SEYAHAT İNTİBALARIM
İSLAM NİSAN 89
Şubat 89'un ikinci yarısında İstanbul'dan İsveç'e bir seyahat fırsatı çıktı; karayoluyla Balkanlar-Yugoslavya- Avusturya-Almanya-Danimarka'dan Malmö'ye Stokholm'e kadar uzanan zevkli, ibretli bir yolculuk ve dönüş..
Ege'den Akdeniz'e gemiyle giden bir şairimizin söylediği: İçimize çevirip nemli gözlerimizi.
Geçtik yabancı gibi yakınından Rodos'un mısraları ötedenberi bana çok dokunurdu; bu sefer aynı duyguları ben de hüzünle yaşadım.
Karlı zirveleriyle muhteşem Balkan dağlarını, yeşil, bereketli, uzun ovaları; sarp kayalı, bol tünelli Niş yollarını, tüm yolların birleştiği yerde Belgrad'ı geçerken hep şanlı tarihimizi, 6-7 asır süren köklü maziyi düşündüm. Geçtiğimiz güzergahın güneyinde, kuzeyinde hala nice samimi müslüman toplumlar yaşıyor: Bulgar, Pomak, Arnavut, Türk, Makedon, sırp, Boşnak, Hırvat v.s. çeşitli ırklardan çeşitli diller konuşan kavimler, kardeşler.. Genellikle sırf müslüman oldukları için ikinci plana itilmiş, ezilmiş, mağdur, mazlum, masum, takip ve tazyik altında halklar..
Bilhassa şu son asırda, nedir bu müslümanların başına gelenler? Dünyanın her yerinde onları ezmeğe çalışan organize, gizli güçler var. Kim bunlar? Başları, merkezleri, nerede, bu fitne ve fesadı nasıl canlı tutarlar? Hangi metotları kullanırlar kimleri kendilerine alet ve maşa edinirler? Bunlara karşı mücadele nasıl olmalı?
Bugünkü müslümanlar, genellikle durumun ve hamet ve fecaatinden, habersiz, hala düşmanların oyununa gelir, müslüman kardeşiyle çekişir, çatışır, uğraşır, dostu kan ağlar, düşmanı güldürür ve sevindirir dururlar.
Bu minval, üzere nice asırlar İslam diyarı olarak yaşamış olan Endülüs, Balkanlar, Mora Yarımadası, Ege Akdeniz adaları, Tuna boyları, Romanya, Kırım, kazan, Kafkasya, Hazar Denizi çevreleri, Doğu ve Batı Türkistan illeri, Sibirya ovaları, Meveraünnehir, Hindistan kıtası, güneydoğu Asya bölgesi, Afrika'nın pek çok ülkeleri hep elden çıkmış, düşman boyunduruğuna düşmüş, oralardaki müslümanlar ya katliam edilmiş, ya hürriyetini kaybetmiş, hasılı devamlı zarara uğramış, vermiş, gerilemiş çekilmiş.. İşin en kötüsü idealini, tezini, yönünü, tarihini olayları, dostları, düşmanları unutmuş, gerileme, sebeblerini araştırıp tedbir almıyor.

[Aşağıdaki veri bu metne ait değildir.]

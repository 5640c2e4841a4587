use axum::routing::post;
use axum::Router;

use crate::handlers::webhook;
use crate::state::AppState;

/// ```text
/// POST   /webhook           -> submit_lead
/// ```
pub fn router() -> Router<AppState> {
    Router::new().route("/webhook", post(webhook::submit_lead))
}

Dünya üzerinde İslama candan bağlı, müslüman halkların meselesini bilen bu ve bundan çözümler bulmağa çalışan samimi, hür, mali bakımdan güçlü, modern dünyaya ve yüzyılın şartlarına vakıf, etkili, yetenekli, dengeli, irtibatlı merciler, makamlar, enstitüler yok mu? Müslümanların kaybolan haklarını kim arayacak, hukukunu kim savunacak, ezilenleri kim koruyacak; tarih, kültür, folklör hazinelerini kim kurtaracak?

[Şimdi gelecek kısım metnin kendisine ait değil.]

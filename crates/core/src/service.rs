//! Registered channel services (agents, synthesizers, transcribers,
//! telephony services).
//!
//! All four kinds share one record shape, `{id, name, config}`, and differ
//! only in the collection they live under.

use std::fmt;
use std::str::FromStr;

use serde::{Deserialize, Serialize};

use crate::channel::{ChannelConfig, ChannelSlot};
use crate::error::CoreError;
use crate::types::RecordId;
use crate::validation::FormErrors;

#[derive(Debug, Clone, Copy, PartialEq, Eq, Hash, PartialOrd, Ord, Serialize, Deserialize)]
#[serde(rename_all = "kebab-case")]
pub enum ServiceKind {
    Agent,
    Synthesizer,
    Transcriber,
    TelephonyService,
}

impl ServiceKind {
    pub const ALL: [ServiceKind; 4] = [
        ServiceKind::Agent,
        ServiceKind::Synthesizer,
        ServiceKind::Transcriber,
        ServiceKind::TelephonyService,
    ];

    /// Collection path segment, e.g. `telephony-services`.
    pub fn collection(self) -> &'static str {
        match self {
            ServiceKind::Agent => "agents",
            ServiceKind::Synthesizer => "synthesizers",
            ServiceKind::Transcriber => "transcribers",
            ServiceKind::TelephonyService => "telephony-services",
        }
    }

    /// The campaign channel slot this kind of service fills.
    pub fn slot(self) -> ChannelSlot {
        match self {
            ServiceKind::Agent => ChannelSlot::Agent,
            ServiceKind::Synthesizer => ChannelSlot::Synthesizer,
            ServiceKind::Transcriber => ChannelSlot::Transcriber,
            ServiceKind::TelephonyService => ChannelSlot::Telephony,
        }
    }

    fn singular(self) -> &'static str {
        match self {
            ServiceKind::Agent => "agent",
            ServiceKind::Synthesizer => "synthesizer",
            ServiceKind::Transcriber => "transcriber",
            ServiceKind::TelephonyService => "telephony-service",
        }
    }
}

impl fmt::Display for ServiceKind {
    fn fmt(&self, f: &mut fmt::Formatter<'_>) -> fmt::Result {
        f.write_str(self.singular())
    }
}

impl FromStr for ServiceKind {
    type Err = CoreError;

    /// Accepts the singular or collection form (`agent`, `agents`).
    fn from_str(s: &str) -> Result<Self, Self::Err> {
        Self::ALL
            .into_iter()
            .find(|kind| kind.singular() == s || kind.collection() == s)
            .ok_or_else(|| CoreError::InvalidValue {
                field: "kind",
                value: s.to_string(),
            })
    }
}

#[derive(Debug, Clone, PartialEq, Serialize, Deserialize)]
pub struct ServiceRecord {
    pub id: RecordId,
    pub name: String,
    #[serde(default)]
    pub config: serde_json::Value,
}

/// Body of `POST /{collection}`.
#[derive(Debug, Clone, PartialEq, Serialize, Deserialize)]
pub struct CreateService {
    pub name: String,
    pub config: serde_json::Value,
}

impl CreateService {
    /// Build from form input, with the configuration edited as JSON text.
    ///
    /// The name must be non-blank and the configuration must be a JSON
    /// object; blank configuration text means `{}`.
    pub fn from_text(name: &str, config_text: Option<&str>) -> Result<Self, CoreError> {
        let mut errors = FormErrors::new();
        if name.trim().is_empty() {
            errors.add("name", "Please enter a valid name");
        }
        let config = parse_object(config_text, &mut errors);
        errors
            .into_result(Self {
                name: name.to_string(),
                config: config.unwrap_or_else(|| serde_json::json!({})),
            })
            .map_err(CoreError::from)
    }
}

/// Body of `PATCH /{collection}/{id}`.
#[derive(Debug, Clone, Default, PartialEq, Serialize, Deserialize)]
pub struct UpdateService {
    #[serde(default, skip_serializing_if = "Option::is_none")]
    pub name: Option<String>,
    #[serde(default, skip_serializing_if = "Option::is_none")]
    pub config: Option<serde_json::Value>,
}

impl UpdateService {
    pub fn from_text(name: Option<&str>, config_text: Option<&str>) -> Result<Self, CoreError> {
        let mut errors = FormErrors::new();
        if name.is_some_and(|n| n.trim().is_empty()) {
            errors.add("name", "Please enter a valid name");
        }
        let config = parse_object(config_text, &mut errors);
        errors
            .into_result(Self {
                name: name.map(str::to_string),
                config,
            })
            .map_err(CoreError::from)
    }
}

fn parse_object(text: Option<&str>, errors: &mut FormErrors) -> Option<serde_json::Value> {
    match ChannelConfig::from_text(text).to_wire() {
        Ok(Some(value)) if value.is_object() => Some(value),
        Ok(Some(_)) => {
            errors.add("config", "Configuration must be a JSON object");
            None
        }
        Ok(None) => None,
        Err(message) => {
            errors.add("config", message);
            None
        }
    }
}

Bu Avrupa halklarında kendi benliklerine, tarihlerine, kültürlerine, milli ve dini meselelerine o kadar kuvvetli bir bağlılık var ki! En küçük bir tarihi eser; hatıra, töre, ümit ve varlık öyle büyük bir titizlikle korunuyor ki! Meşhur alimlerin özel mektupları bile fişlenmiş, müzelerde saklanıyor. Çünkü onlar, milletin, ancak mefakirleri ile yaşadıklarını çok iyi biliyorlar; o sayede birlik ve dirliklerini muhafaza ettiklerinin; yeni başarılara şevkle ve heyecanla atılabildiklerinin derin şuurunda ve farkındalar. Devlet de tüm imkanları, radyosu, televizyonu, eğitim ve öğretim müesseseleriyle milli kültüre destek veriyor.
Ben Türkiye müslümanlarını dış çevreye çok ilgisiz, çok unutkan, çok vefasız, çok pasif, dolayısıyla da çok suçlu ve veballi bulunuyorum. Asırlardır İslam aleminin liderliğini yapmış bir ülkeye bu hal hiç yakışmıyor.

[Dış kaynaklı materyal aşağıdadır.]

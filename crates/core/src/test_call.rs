//! One-off test calls placed through `POST /calls/outbound`.

use serde::{Deserialize, Serialize};
use validator::Validate;

use crate::error::CoreError;
use crate::validation::FormErrors;

pub const DEFAULT_VOICE: &str = "hi-IN-Standard-B";

#[derive(Debug, Clone, Copy, Default, PartialEq, Eq, Serialize, Deserialize)]
#[serde(rename_all = "lowercase")]
pub enum InterruptSensitivity {
    #[default]
    Low,
    High,
}

impl std::str::FromStr for InterruptSensitivity {
    type Err = CoreError;

    fn from_str(s: &str) -> Result<Self, Self::Err> {
        match s {
            "low" => Ok(Self::Low),
            "high" => Ok(Self::High),
            other => Err(CoreError::InvalidValue {
                field: "interrupt_sensitivity",
                value: other.to_string(),
            }),
        }
    }
}

#[derive(Debug, Clone, Copy, Default, PartialEq, Eq, Serialize, Deserialize)]
#[serde(rename_all = "lowercase")]
pub enum SynthesizerKind {
    #[default]
    Google,
    Elevenlabs,
}

impl std::str::FromStr for SynthesizerKind {
    type Err = CoreError;

    fn from_str(s: &str) -> Result<Self, Self::Err> {
        match s {
            "google" => Ok(Self::Google),
            "elevenlabs" => Ok(Self::Elevenlabs),
            other => Err(CoreError::InvalidValue {
                field: "synthesizer",
                value: other.to_string(),
            }),
        }
    }
}

#[derive(Debug, Clone, PartialEq, Validate)]
pub struct TestCallForm {
    #[validate(length(min = 10, message = "Please enter a valid mobile number"))]
    pub mobile_number: String,
    #[validate(length(min = 2, message = "Please enter a valid name"))]
    pub name: String,
    #[validate(length(min = 2, message = "Please enter a valid company name"))]
    pub company: String,
    #[validate(length(min = 2, message = "Please enter a valid company product"))]
    pub company_product: String,
    /// Blank means "use the backend's default prompt".
    pub prompt: String,
    pub initial_message: String,
    pub interrupt_sensitivity: InterruptSensitivity,
    pub synthesizer: SynthesizerKind,
    #[validate(length(min = 2, message = "Please enter a valid voice"))]
    pub voice: String,
}

impl Default for TestCallForm {
    fn default() -> Self {
        Self {
            mobile_number: String::new(),
            name: String::new(),
            company: String::new(),
            company_product: String::new(),
            prompt: String::new(),
            initial_message: String::new(),
            interrupt_sensitivity: InterruptSensitivity::default(),
            synthesizer: SynthesizerKind::default(),
            voice: DEFAULT_VOICE.to_string(),
        }
    }
}

impl TestCallForm {
    pub fn submit(&self) -> Result<OutboundCallRequest, FormErrors> {
        let mut errors = FormErrors::new();
        if let Err(report) = self.validate() {
            errors.absorb(&report);
        }
        errors.into_result(OutboundCallRequest {
            mobile_number: self.mobile_number.trim().to_string(),
            name: self.name.clone(),
            company: self.company.clone(),
            company_product: self.company_product.clone(),
            prompt: non_blank(&self.prompt),
            initial_message: non_blank(&self.initial_message),
            interrupt_sensitivity: self.interrupt_sensitivity,
            synthesizer: self.synthesizer,
            voice: self.voice.clone(),
        })
    }
}

fn non_blank(text: &str) -> Option<String> {
    let trimmed = text.trim();
    (!trimmed.is_empty()).then(|| text.to_string())
}

/// Body of `POST /calls/outbound`.
#[derive(Debug, Clone, PartialEq, Serialize, Deserialize)]
pub struct OutboundCallRequest {
    pub mobile_number: String,
    pub name: String,
    pub company: String,
    pub company_product: String,
    #[serde(default, skip_serializing_if = "Option::is_none")]
    pub prompt: Option<String>,
    #[serde(default, skip_serializing_if = "Option::is_none")]
    pub initial_message: Option<String>,
    pub interrupt_sensitivity: InterruptSensitivity,
    pub synthesizer: SynthesizerKind,
    pub voice: String,
}

#[cfg(test)]
mod tests {
    use super::*;
    use serde_json::json;

    fn filled() -> TestCallForm {
        TestCallForm {
            mobile_number: "9876543210".into(),
            name: "Asha".into(),
            company: "Acme".into(),
            company_product: "Solar panels".into(),
            ..Default::default()
        }
    }

    #[test]
    fn defaults_match_the_test_call_page() {
        let form = TestCallForm::default();
        assert_eq!(form.interrupt_sensitivity, InterruptSensitivity::Low);
        assert_eq!(form.synthesizer, SynthesizerKind::Google);
        assert_eq!(form.voice, DEFAULT_VOICE);
    }

    #[test]
    fn blank_form_reports_every_required_field() {
        let errors = TestCallForm::default().submit().unwrap_err();
        assert_eq!(
            errors.fields().collect::<Vec<_>>(),
            vec!["company", "company_product", "mobile_number", "name"]
        );
        assert_eq!(
            errors.get("mobile_number"),
            Some(&["Please enter a valid mobile number".to_string()][..])
        );
    }

    #[test]
    fn blank_prompt_and_greeting_are_left_to_the_backend() {
        let body = serde_json::to_value(filled().submit().unwrap()).unwrap();
        assert_eq!(
            body,
            json!({
                "mobile_number": "9876543210",
                "name": "Asha",
                "company": "Acme",
                "company_product": "Solar panels",
                "interrupt_sensitivity": "low",
                "synthesizer": "google",
                "voice": "hi-IN-Standard-B"
            })
        );
    }

    #[test]
    fn custom_prompt_is_sent() {
        let form = TestCallForm {
            prompt: "Pitch the annual plan".into(),
            synthesizer: SynthesizerKind::Elevenlabs,
            ..filled()
        };
        let body = serde_json::to_value(form.submit().unwrap()).unwrap();
        assert_eq!(body["prompt"], "Pitch the annual plan");
        assert_eq!(body["synthesizer"], "elevenlabs");
    }

    #[test]
    fn sensitivity_parses_lowercase_only() {
        assert_eq!("high".parse::<InterruptSensitivity>().unwrap(), InterruptSensitivity::High);
        assert!("HIGH".parse::<InterruptSensitivity>().is_err());
    }
}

Hele dış ülkelerden Türkiye'ye hicret etmiş kardeşlerimi daha çok ayıplıyorum. Beni afvetsinler, dost acı söyler. Nasıl oldu da çabucak o eski doğum yerlerini, ecdad yurtlarını, oralarda bıraktıkları akrabalarını, dostlarını, hatıralarını, acılarını, hatta kin ve imtihanlarını hemen unutuverdiler. Biliyorum ki çokları Türkiye'de zengin de oldular. Mesela Cumhurbaşkanı bile Balkan kökenli. İçlerinde nice büyük fabrika sahipleri var.
Neden aralarında organize olmamış, zengin ve güçlü kültür ve dostluk dernekleri, araştırma enstitüleri, eğitim müesseseleri hatta hürriyet ve kurtuluş teşkilatları kurmamış, arkada ve geride kalanlara yardım ve destek elini uzatmamışlar? Neden oralarda ve Türkiye'de kendi aralarında, eski hatıralarını, örf ve adetlerini, giyim kuşam ve folklörlerini, ideal ve imanlarını canlı tutacak tedbirleri iyi almamışlar? Neden kitaplar, gazeteler, dergiler, yayınlanmıyor, okullar açmıyor, toplantılar, anma günleri iktifaller, seyahatler, temaslar düzenlenmiyor, sönük, cansız, isteksiz duruyorlar? Neden kayıpları, savaşları, acıları, uğraşları, çileleri, arzuları, dertleri, heyecanları ile etrafı tutuşturmuyor, bizleri sarsıp, uyandırıp, ağlatmıyorlar.
Yoksa kayıplarımız ağlamaya değmeyecek kadar, önemsiz mi?
Bu kafayla devam edersek şimdiki anavatan (!) Türkiyemiz, bile elde kalmaz ki!